2. single cycle twin-stage LNG cold energy generations according to claim 1 and ice maker, it is characterised in that：Described first Condenser（1）Low pressure organic working medium outlet pipeline be equipped with the first working medium pump（2）And second condenser（7）In be pressed with machine The pipeline of sender property outlet is equipped with the second working medium pump（8）, the first condenser（1）The low pressure organic working medium liquid of output and second cold Condenser（7）Machine worker quality liquid is pressed with respectively through corresponding first working medium pump in output（2）With the second working medium pump（8）Pressurize into phase It is mixed after same pressure, passes through again communicating pipe be sent into working medium-refrigerant heat exchanger later（3）Organic working medium import with come from ice making Device（11）Wherein one refrigerant exchange heat.

3. single cycle twin-stage LNG cold energy generations according to claim 1 and ice maker, it is characterised in that：The NG- is cold Matchmaker's heat exchanger（9）Refrigerant exit and working medium-refrigerant heat exchanger（3）Refrigerant exit respectively by corresponding connecting tube with carry Refrigerant pump（12）Mixing tube be connected, carry refrigerant pump（12）Mixing tube and ice maker（11）Refrigerant inlet be connected It is logical.

4. single cycle twin-stage LNG cold energy generations according to claim 1 and ice maker, it is characterised in that：The turbine Generating set（6）Low pressure organic working medium steam pipework be equipped with and turbine power generation unit（6）Generating working medium entrance mistake What hot organic working medium steam pipework was connected carries the first valve（13）Low pressure organic working medium steam-return line；The turbine power generation Unit（6）In be pressed with machine working substance steam pipeline be equipped with and turbine power generation unit（6）The overheat of generating working medium entrance have What machine working substance steam pipeline was connected carries the second valve（14）In be pressed with machine working substance steam circuit.

5. single cycle twin-stage LNG cold energy generations according to claim 1 and ice maker, it is characterised in that：The LNG Storage tank is input to the first condenser（1）LNG be 4-10MPa high pressure LNG.

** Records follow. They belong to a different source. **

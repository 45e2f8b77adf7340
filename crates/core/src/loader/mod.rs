//! Document loaders.
//!
//! The gateway never talks to a transport directly; it goes through a
//! [`DocumentLoader`]. [`SourceLoader`] is the default, picking HTTP or the
//! local filesystem from the shape of the source string.

mod file;
mod http;

pub use file::FileLoader;
pub use http::HttpLoader;

use crate::config::LoaderConfig;
use async_trait::async_trait;
use std::path::PathBuf;
use std::sync::Arc;
use thiserror::Error;

#[derive(Debug, Error)]
pub enum LoadError {
    #[error("HTTP {status} from {url}")]
    Status { url: String, status: u16 },
    #[error("request to {url} failed: {source}")]
    Request {
        url: String,
        #[source]
        source: reqwest::Error,
    },
    #[error("failed to read {}: {source}", .path.display())]
    Io {
        path: PathBuf,
        #[source]
        source: std::io::Error,
    },
    #[error("failed to build HTTP client: {0}")]
    Client(#[source] reqwest::Error),
    #[error("unsupported source {0}")]
    UnsupportedScheme(String),
}

/// Fetches the raw text of a capabilities document.
#[async_trait]
pub trait DocumentLoader: Send + Sync {
    async fn load(&self, url: &str) -> Result<String, LoadError>;
}

#[async_trait]
impl<L: DocumentLoader + ?Sized> DocumentLoader for Arc<L> {
    async fn load(&self, url: &str) -> Result<String, LoadError> {
        (**self).load(url).await
    }
}

/// Dispatches `http(s)://` sources to HTTP and everything else to the
/// filesystem.
pub struct SourceLoader {
    http: HttpLoader,
    file: FileLoader,
}

impl SourceLoader {
    pub fn new(config: &LoaderConfig) -> Result<Self, LoadError> {
        Ok(Self {
            http: HttpLoader::new(config)?,
            file: FileLoader::new(),
        })
    }
}

pub(crate) fn is_http(source: &str) -> bool {
    let lower = source.get(..8).unwrap_or(source).to_ascii_lowercase();
    lower.starts_with("http://") || lower.starts_with("https://")
}

#[async_trait]
impl DocumentLoader for SourceLoader {
    async fn load(&self, url: &str) -> Result<String, LoadError> {
        if is_http(url) {
            self.http.load(url).await
        } else {
            self.file.load(url).await
        }
    }
}

#[cfg(test)]
mod tests {
    use super::*;

    #[test]
    fn test_is_http() {
        assert!(is_http("http://example.com/wmts"));
        assert!(is_http("HTTPS://example.com/wmts"));
        assert!(!is_http("file:///tmp/caps.xml"));
        assert!(!is_http("./caps.xml"));
        assert!(!is_http("ftp://example.com"));
    }
}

6. single cycle twin-stage LNG cold energy generations according to claim 1 and ice maker, it is characterised in that：Described has Machine working medium is the mixture of one or more of ethane, ethylene, fluoroform, perfluoroethane.

7. single cycle twin-stage LNG cold energy generations according to claim 1 and ice maker, it is characterised in that：The steaming Send out device（4）, superheater（5）With NG heaters（10）Used heat source is the low-grade heat source less than 40 DEG C.